(DATA SHOWN begins)

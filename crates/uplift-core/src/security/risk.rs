//! Ordered risk tiers, one enum per validator family.
//!
//! Tiers derive `Ord` from declaration order, so "never downgrade" is simply
//! `max`. Nothing compares tiers by name.

use serde::{Deserialize, Serialize};
use std::fmt;

/// Common behaviour of every family's risk enum
pub trait RiskTier: Copy + Ord + fmt::Debug + fmt::Display + Send + Sync + 'static {
    /// Lowest tier of the family
    const LOWEST: Self;
    /// Highest tier of the family
    const HIGHEST: Self;
    /// Lowest tier the family always rejects, whatever the policy
    const REJECT_AT: Self;

    /// All tiers in ascending order
    fn all() -> &'static [Self];

    fn as_str(&self) -> &'static str;

    fn rejects(self) -> bool {
        self >= Self::REJECT_AT
    }

    /// Raise to `other` if it is more severe; never lowers
    fn escalate(self, other: Self) -> Self {
        self.max(other)
    }
}

macro_rules! risk_tier {
    (@first $first:ident $(, $rest:ident)*) => { Self::$first };
    (@last $first:ident) => { Self::$first };
    (@last $first:ident, $($rest:ident),+) => { risk_tier!(@last $($rest),+) };
    (
        $(#[$meta:meta])*
        $name:ident rejected_from $reject:ident {
            $($(#[$vmeta:meta])* $variant:ident => $label:literal),+ $(,)?
        }
    ) => {
        $(#[$meta])*
        #[derive(Debug, Clone, Copy, PartialEq, Eq, PartialOrd, Ord, Hash, Serialize, Deserialize)]
        #[serde(rename_all = "lowercase")]
        pub enum $name {
            $($(#[$vmeta])* $variant),+
        }

        impl RiskTier for $name {
            const LOWEST: Self = risk_tier!(@first $($variant),+);
            const HIGHEST: Self = risk_tier!(@last $($variant),+);
            const REJECT_AT: Self = Self::$reject;

            fn all() -> &'static [Self] {
                &[$(Self::$variant),+]
            }

            fn as_str(&self) -> &'static str {
                match self {
                    $(Self::$variant => $label),+
                }
            }
        }

        impl fmt::Display for $name {
            fn fmt(&self, f: &mut fmt::Formatter<'_>) -> fmt::Result {
                f.write_str(self.as_str())
            }
        }
    };
}

risk_tier! {
    /// Risk of a shell command
    CommandRisk rejected_from Forbidden {
        /// Read-only tools
        Safe => "safe",
        /// Text-munging tools, always allowed but tracked
        Restricted => "restricted",
        /// Tools that create or move files; gated by `allow_dangerous`
        Dangerous => "dangerous",
        Forbidden => "forbidden",
    }
}

risk_tier! {
    /// Risk of a filesystem path
    PathRisk rejected_from Dangerous {
        Safe => "safe",
        Suspicious => "suspicious",
        Dangerous => "dangerous",
        Forbidden => "forbidden",
    }
}

risk_tier! {
    /// Risk of a SQL identifier or query
    ///
    /// `Suspicious` is accepted with a flag; it is the only non-terminal
    /// warning tier across the families.
    SqlRisk rejected_from Dangerous {
        Safe => "safe",
        Suspicious => "suspicious",
        Dangerous => "dangerous",
        Forbidden => "forbidden",
    }
}

risk_tier! {
    /// Risk of plugin source code
    PluginRisk rejected_from Critical {
        Safe => "safe",
        Low => "low",
        Medium => "medium",
        High => "high",
        Critical => "critical",
    }
}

(DATA SHOWN ends)

TASK BRIEF
In the listing above, find each line with the word "serde" and return it.

TASK OUTPUT
use serde::{Deserialize, Serialize};
        #[serde(rename_all = "lowercase")]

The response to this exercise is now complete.